Carlos, por su parte, destaca de su mujer lo guapa, elegante y buena que es, y cómo se vuelca siempre con todo el mundo, organizando cenas en casa, ayudando a quien lo necesita… Cuando la conoció, vio que era alguien con quien poder compartir el proyecto familiar que deseaba. «Si tu proyecto familiar es de una manera determinada, tendrás que buscar a alguien que te acompañe en eso», añade. También subraya la importancia del noviazgo y de elegir bien a la persona con quien dar el paso al compromiso conyugal. «El que acierta en el matrimonio acierta en todo», recuerda Carlos que solía decir una señora que trabajaba en casa de sus padres. En relación con esto, su mujer subraya el peligro de que la gente se case sin haber tenido las conversaciones relevantes necesarias.

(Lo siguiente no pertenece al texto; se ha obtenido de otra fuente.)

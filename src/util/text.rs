use std::borrow::Cow;

fn is_stripped(c: char) -> bool {
    c.is_control() && !matches!(c, '\t' | '\n' | '\r')
}

/// Remove control characters and ANSI escape sequences, keeping tab,
/// newline and carriage return.
///
/// Feed text ends up on the terminal, so CSI (`ESC [ ... final`) and OSC
/// (`ESC ] ... BEL` or `ESC ] ... ESC \`) sequences are dropped whole.
/// Returns the input unchanged when nothing needs stripping.
pub fn strip_control_chars(s: &str) -> Cow<'_, str> {
    if !s.chars().any(is_stripped) {
        return Cow::Borrowed(s);
    }

    let mut out = String::with_capacity(s.len());
    let mut chars = s.chars().peekable();

    while let Some(c) = chars.next() {
        if c != '\u{1b}' {
            if !is_stripped(c) {
                out.push(c);
            }
            continue;
        }

        match chars.peek() {
            Some('[') => {
                chars.next();
                // parameter and intermediate bytes run until a final byte in @..=~
                for c in chars.by_ref() {
                    if ('@'..='~').contains(&c) {
                        break;
                    }
                }
            }
            Some(']') => {
                chars.next();
                while let Some(c) = chars.next() {
                    if c == '\u{07}' {
                        break;
                    }
                    if c == '\u{1b}' && chars.peek() == Some(&'\\') {
                        chars.next();
                        break;
                    }
                }
            }
            _ => {}
        }
    }

    Cow::Owned(out)
}

/// Shorten `s` to at most `max_chars` characters, appending "..." when cut.
pub fn truncate_chars(s: &str, max_chars: usize) -> Cow<'_, str> {
    if s.chars().count() <= max_chars {
        return Cow::Borrowed(s);
    }
    let kept: String = s.chars().take(max_chars.saturating_sub(3)).collect();
    Cow::Owned(format!("{kept}..."))
}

Ambos explican que, al casarte, tienes que aprender a ser feliz dándote y tener voluntad de que salga bien, y Piluca anima a Carlos a compartir su teoría sobre el matrimonio: una fórmula en la que un uno pequeñito más un uno pequeñito dan igual a un uno grande. «Los unos chiquitines somos cada uno de nosotros y el uno grande es el proyecto familiar. Así, las cosas pequeñas del día a día que pueden a veces parecer muy tremendas, si las comparas con lo que hay al otro lado del igual, ya ves que no es para tanto».

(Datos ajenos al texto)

use chrono::{DateTime, FixedOffset, NaiveDateTime, SecondsFormat, TimeZone, Utc, Weekday};
use serde::Serialize;
use thiserror::Error;

use super::parser::RawItem;
use crate::util::strip_control_chars;

/// A feed item after cleanup, ready to be stored.
#[derive(Debug, Clone, PartialEq, Eq, Serialize)]
pub struct FeedItem {
    pub title: String,
    pub link: String,
    pub description: String,
    pub published_at: Option<DateTime<Utc>>,
}

/// The publication date matched none of the supported layouts.
///
/// Not fatal: the item is kept with no publication time.
#[derive(Debug, Error, PartialEq, Eq)]
#[error("unrecognized publication date: {0:?}")]
pub struct DateParseError(pub String);

/// Clean up a raw item: control sequences stripped, whitespace trimmed and
/// the publication date converted to UTC.
///
/// Text in a [`RawItem`] is already entity-decoded by the fetcher and is
/// not decoded again, so a literal `&amp;` in a title survives.
pub fn normalize(raw: &RawItem) -> FeedItem {
    let published_at = raw
        .pub_date
        .as_deref()
        .map(str::trim)
        .filter(|s| !s.is_empty())
        .and_then(|s| match parse_pub_date(s) {
            Ok(at) => Some(at),
            Err(e) => {
                tracing::warn!(link = %raw.link, error = %e, "Dropping publication date");
                None
            }
        });

    FeedItem {
        title: tidy(&raw.title),
        link: raw.link.trim().to_string(),
        description: tidy(&raw.description),
        published_at,
    }
}

fn tidy(s: &str) -> String {
    strip_control_chars(s).trim().to_string()
}

impl From<&FeedItem> for RawItem {
    fn from(item: &FeedItem) -> Self {
        RawItem {
            title: item.title.clone(),
            link: item.link.clone(),
            description: item.description.clone(),
            pub_date: item
                .published_at
                .map(|at| at.to_rfc3339_opts(SecondsFormat::AutoSi, true)),
        }
    }
}

/// Date layouts seen in the wild, most common first.
#[derive(Debug, Clone, Copy, PartialEq, Eq)]
enum Layout {
    Rfc1123Z,
    Rfc1123,
    Rfc822Z,
    Rfc822,
    Rfc3339,
    UnixDate,
    DateTime,
}

const LAYOUTS: [Layout; 7] = [
    Layout::Rfc1123Z,
    Layout::Rfc1123,
    Layout::Rfc822Z,
    Layout::Rfc822,
    Layout::Rfc3339,
    Layout::UnixDate,
    Layout::DateTime,
];

impl Layout {
    /// A sample of the layout; its length picks the first layouts to try.
    fn sample(self) -> &'static str {
        match self {
            Layout::Rfc1123Z => "Mon, 02 Jan 2006 15:04:05 -0700",
            Layout::Rfc1123 => "Mon, 02 Jan 2006 15:04:05 MST",
            Layout::Rfc822Z => "02 Jan 06 15:04 -0700",
            Layout::Rfc822 => "02 Jan 06 15:04 MST",
            Layout::Rfc3339 => "2006-01-02T15:04:05Z07:00",
            Layout::UnixDate => "Mon Jan _2 15:04:05 MST 2006",
            Layout::DateTime => "2006-01-02 15:04:05",
        }
    }

    fn parse(self, s: &str) -> Option<DateTime<Utc>> {
        match self {
            Layout::Rfc1123Z => with_numeric_zone(skip_weekday(s)?, "%d %b %Y %H:%M:%S %z"),
            Layout::Rfc1123 => with_zone_name(skip_weekday(s)?, "%d %b %Y %H:%M:%S"),
            Layout::Rfc822Z => with_numeric_zone(s, "%d %b %y %H:%M %z"),
            Layout::Rfc822 => with_zone_name(s, "%d %b %y %H:%M"),
            Layout::Rfc3339 => DateTime::parse_from_rfc3339(s)
                .ok()
                .map(|dt| dt.with_timezone(&Utc)),
            Layout::UnixDate => unix_date(s),
            Layout::DateTime => NaiveDateTime::parse_from_str(s, "%Y-%m-%d %H:%M:%S")
                .ok()
                .map(|naive| naive.and_utc()),
        }
    }
}

/// Parse a feed publication date into UTC.
///
/// Layouts whose sample has the same length as the input are tried first,
/// then the remaining ones in order. Naive timestamps are read as UTC.
pub fn parse_pub_date(s: &str) -> Result<DateTime<Utc>, DateParseError> {
    let s = s.trim();
    let len = s.len();

    LAYOUTS
        .iter()
        .filter(|layout| layout.sample().len() == len)
        .chain(LAYOUTS.iter().filter(|layout| layout.sample().len() != len))
        .find_map(|layout| layout.parse(s))
        .ok_or_else(|| DateParseError(s.to_string()))
}

/// Drop a leading "Mon, ". The name must be a weekday but need not match
/// the date; plenty of feeds get it wrong.
fn skip_weekday(s: &str) -> Option<&str> {
    let (name, rest) = s.split_once(", ")?;
    name.parse::<Weekday>().ok()?;
    Some(rest)
}

fn with_numeric_zone(s: &str, fmt: &str) -> Option<DateTime<Utc>> {
    DateTime::parse_from_str(s, fmt)
        .ok()
        .map(|dt| dt.with_timezone(&Utc))
}

fn with_zone_name(s: &str, fmt: &str) -> Option<DateTime<Utc>> {
    let (rest, zone) = s.rsplit_once(' ')?;
    let naive = NaiveDateTime::parse_from_str(rest, fmt).ok()?;
    in_zone(naive, zone)
}

// "Mon Jan  2 15:04:05 MST 2006"; the day may be space padded
fn unix_date(s: &str) -> Option<DateTime<Utc>> {
    let parts: Vec<&str> = s.split_whitespace().collect();
    let [weekday, month, day, time, zone, year] = parts.as_slice() else {
        return None;
    };
    weekday.parse::<Weekday>().ok()?;
    let naive = NaiveDateTime::parse_from_str(
        &format!("{month} {day} {time} {year}"),
        "%b %d %H:%M:%S %Y",
    )
    .ok()?;
    in_zone(naive, zone)
}

fn in_zone(naive: NaiveDateTime, zone: &str) -> Option<DateTime<Utc>> {
    zone_offset(zone)?
        .from_local_datetime(&naive)
        .single()
        .map(|dt| dt.with_timezone(&Utc))
}

/// Offsets for the zone abbreviations RFC 822 names.
fn zone_offset(abbr: &str) -> Option<FixedOffset> {
    let hours = match abbr.to_ascii_uppercase().as_str() {
        "UT" | "UTC" | "GMT" | "Z" => 0,
        "EST" => -5,
        "EDT" => -4,
        "CST" => -6,
        "CDT" => -5,
        "MST" => -7,
        "MDT" => -6,
        "PST" => -8,
        "PDT" => -7,
        _ => return None,
    };
    FixedOffset::east_opt(hours * 3600)
}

«Quiéreme cuando menos lo merezca porque será cuando más lo necesite» es casi un lema en la vida de Piluca y Carlos. Cuando se enfadan, a ella se le nota; él es más de callarse, pero destaca cómo ella, a pesar del enfado, sigue «en su papel de mujer y de madre». «Hay que sobreponerse al orgullo», explica Piluca. «En situaciones así me pregunto: “Pero a ver, ¿yo qué quiero? ¿Quiero ganar el punto?”. Y te das cuenta de que no pasa nada por ser quien da el primer paso de acercamiento». También confiesa que la fe ayuda mucho a afrontar los momentos de desencuentro, y que, aunque ella es de naturaleza impulsiva, gracias a Carlos se ha vuelto más reflexiva. Además de pedir perdón, subraya que es importante que el otro vea que estás poniendo todos los medios para no volver a caer en lo mismo.

Piluca y Carlos tienen cuatro hijos, pero, además, durante un tiempo se involucraron en la crianza de seis sobrinos, para ayudar a un hermano de Carlos cuando se quedó viudo. Ella se vio con 34 años y 10 niños a su cargo, llenando tres carros de la compra cada vez que iba al supermercado. «Me estaba superando un poco la situación, hasta que decidí que tenía que vivirlo con alegría y empezar a divertirme con las circunstancias», recuerda Piluca. Disfrutar y sentido del humor: dos ideas que se repiten en la conversación con este matrimonio y que atestiguan sus miradas cómplices y sus carcajadas recordando anécdotas de una vida vivida como aventura.

Lourdes y Tomás, 42 años casados

Tomás Melendo se casó hace 42 años con Lourdes. Siete hijos y quince nietos después, lo que más les gusta hacer juntos es «estar juntos». «Todo, incluso lo que me gusta menos o no me gusta, se vuelve estupendo si lo hago con ella», explica Tomás. Menciona la afición reciente de su mujer a la costura, y cómo él disfruta, simplemente, de estar sentado a su lado mientras ella cose. También les encanta ir al cine; la última película que han visto ha sido Wolfgang. Asimismo, tienen un gusto especial los retornos a casa, «sobre todo si voy a estar a solas con ella», dice Tomás: los de cada día y los de después de los viajes (en especial después de varios días fuera).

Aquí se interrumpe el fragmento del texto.